In PLWH, there is a lower abundance of butyrate-producing bacteria in the gut microbiota [80, 81]. Interestingly, metformin was shown to increase the abundance of butyrate producing bacteria in both diabetic and healthy individuals [27, 60]. We therefore suggest that metformin, through increasing butyrate production, may decrease inflammation in ART-treated PLWH by enhancing intestinal epithelial barrier function, preventing microbial translocation and increasing mucosal Treg frequency [44, 58, 81].

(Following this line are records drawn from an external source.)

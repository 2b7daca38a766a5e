//! Status change history.
//!
//! Appointments are never deleted, so their past statuses are kept as an
//! append-only log. Recording returns a new history value and leaves the
//! original untouched.

use super::state::State;
use chrono::{DateTime, Utc};
use serde::{Deserialize, Serialize};

/// Record of a single status change.
///
/// # Example
///
/// ```rust
/// use chrono::Utc;
/// use clinic_appointments::core::{AppointmentStatus, StateTransition};
///
/// let change = StateTransition {
///     from: AppointmentStatus::New,
///     to: AppointmentStatus::Scheduled,
///     timestamp: Utc::now(),
/// };
/// assert_eq!(change.to, AppointmentStatus::Scheduled);
/// ```
#[derive(Clone, Debug, PartialEq, Serialize, Deserialize)]
#[serde(bound = "")]
pub struct StateTransition<S: State> {
    /// The status being left
    pub from: S,
    /// The status being entered
    pub to: S,
    /// When the change was written
    pub timestamp: DateTime<Utc>,
}

/// Ordered, immutable history of status changes.
///
/// # Example
///
/// ```rust
/// use chrono::Utc;
/// use clinic_appointments::core::{AppointmentStatus, StateHistory, StateTransition};
///
/// let history = StateHistory::new()
///     .record(StateTransition {
///         from: AppointmentStatus::New,
///         to: AppointmentStatus::Scheduled,
///         timestamp: Utc::now(),
///     })
///     .record(StateTransition {
///         from: AppointmentStatus::Scheduled,
///         to: AppointmentStatus::Confirmed,
///         timestamp: Utc::now(),
///     });
///
/// let path = history.get_path();
/// assert_eq!(path.len(), 3); // NEW -> SCHEDULED -> CONFIRMED
/// assert_eq!(history.current(), Some(&AppointmentStatus::Confirmed));
/// ```
#[derive(Clone, Debug, PartialEq, Serialize, Deserialize)]
#[serde(bound = "")]
pub struct StateHistory<S: State> {
    transitions: Vec<StateTransition<S>>,
}

impl<S: State> Default for StateHistory<S> {
    fn default() -> Self {
        Self::new()
    }
}

impl<S: State> StateHistory<S> {
    pub fn new() -> Self {
        Self {
            transitions: Vec::new(),
        }
    }

    /// Record a change, returning a new history.
    pub fn record(&self, transition: StateTransition<S>) -> Self {
        let mut transitions = self.transitions.clone();
        transitions.push(transition);
        Self { transitions }
    }

    /// States traversed: the first `from`, then the `to` of each change.
    pub fn get_path(&self) -> Vec<&S> {
        let mut path = Vec::with_capacity(self.transitions.len() + 1);
        if let Some(first) = self.transitions.first() {
            path.push(&first.from);
        }
        for transition in &self.transitions {
            path.push(&transition.to);
        }
        path
    }

    /// Status after the most recent change, if any change was recorded.
    pub fn current(&self) -> Option<&S> {
        self.transitions.last().map(|t| &t.to)
    }

    /// Timestamp of the most recent change.
    pub fn last_changed_at(&self) -> Option<DateTime<Utc>> {
        self.transitions.last().map(|t| t.timestamp)
    }

    pub fn transitions(&self) -> &[StateTransition<S>] {
        &self.transitions
    }

    pub fn is_empty(&self) -> bool {
        self.transitions.is_empty()
    }
}

#[cfg(test)]
mod tests {
    use super::*;
    use crate::core::status::AppointmentStatus::{self, *};
    use chrono::{Duration, TimeZone};

    fn change(from: AppointmentStatus, to: AppointmentStatus, minute: u32) -> StateTransition<AppointmentStatus> {
        StateTransition {
            from,
            to,
            timestamp: Utc.with_ymd_and_hms(2024, 6, 3, 9, minute, 0).unwrap(),
        }
    }

    #[test]
    fn new_history_is_empty() {
        let history: StateHistory<AppointmentStatus> = StateHistory::new();
        assert!(history.is_empty());
        assert!(history.get_path().is_empty());
        assert!(history.current().is_none());
        assert!(history.last_changed_at().is_none());
    }

    #[test]
    fn record_is_immutable() {
        let history = StateHistory::new();
        let new_history = history.record(change(New, Scheduled, 0));

        assert_eq!(history.transitions().len(), 0);
        assert_eq!(new_history.transitions().len(), 1);
    }

    #[test]
    fn get_path_returns_status_sequence() {
        let history = StateHistory::new()
            .record(change(New, Scheduled, 0))
            .record(change(Scheduled, Rescheduled, 5))
            .record(change(Rescheduled, Scheduled, 10));

        let path = history.get_path();
        assert_eq!(path, vec![&New, &Scheduled, &Rescheduled, &Scheduled]);
        assert_eq!(history.current(), Some(&Scheduled));
    }

    #[test]
    fn last_changed_at_tracks_latest_record() {
        let first = change(New, Scheduled, 0);
        let second = change(Scheduled, Confirmed, 30);
        let history = StateHistory::new().record(first.clone()).record(second);

        assert_eq!(
            history.last_changed_at(),
            Some(first.timestamp + Duration::minutes(30))
        );
    }

    #[test]
    fn history_serializes_correctly() {
        let history = StateHistory::new().record(change(New, Cancelled, 0));

        let json = serde_json::to_string(&history).unwrap();
        let deserialized: StateHistory<AppointmentStatus> = serde_json::from_str(&json).unwrap();

        assert_eq!(history, deserialized);
    }
}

Tryptophan catabolism and the kynurenine pathway were also associated with disease progression and HIV reservoir size in ART-treated PLWH [78]. Moreover, dysbiosis was associated with the kynurenine pathway in PLWH [73]. As Muzik et al. reported that metformin treatment of insulin resistant diabetic subjects was associated with down-regulation of the kynurenine pathway [95], metformin might also decrease tryptophan catabolism in non-diabetic ART-treated PLWH by altering microbiota composition.

Metformin may also reduce HIV-related inflammation independently of microbiota modification by modulating several signalling pathways: (1) suppressing nuclear factor κB activation, which enhances HIV transcription and induces the expression of various pro-inflammatory genes; (2) indirectly reducing secretion of proinflammatory cytokines such as tumour necrosis factor-alpha (TNF-α) and interleukin-1-β (IL-1β), which remain a high level in PLWH; (3) inhibiting mTOR, through an AMPK-dependent mechanism, reducing CD4 T cell activation, in turn reducing inflammation; (4) indirectly blocking mTOR signalling by inhibiting Rag GTPases [96,97,98].

Conclusions

Gut dysbiosis has been associated with DM2- and HIV-related gut permeability, microbial translocation and inflammation. Metformin has been shown to modulate gut microbiota composition in diabetic and non-diabetic people, in association with reduction of gut damage and inflammation. However, the efficacy and safety of metformin to control inflammation and reduce risk of inflammatory comorbidities in non-diabetic PLWH are still unknown. Direct evidence is needed to verify and endorse the beneficial effects of metformin as a possible modulator of HIV-related inflammation. Following our pilot study, larger randomized placebo-controlled studies will be needed to assess the independent effect of metformin on gut dysbiosis and inflammation in non-diabetic PLWH. Collaborative effort encompassing microbiology, clinical care, epidemiology and artificial intelligence will define the dose and duration to obtain the optimal benefit of metformin as an immune modulator in ART-treated PLWH.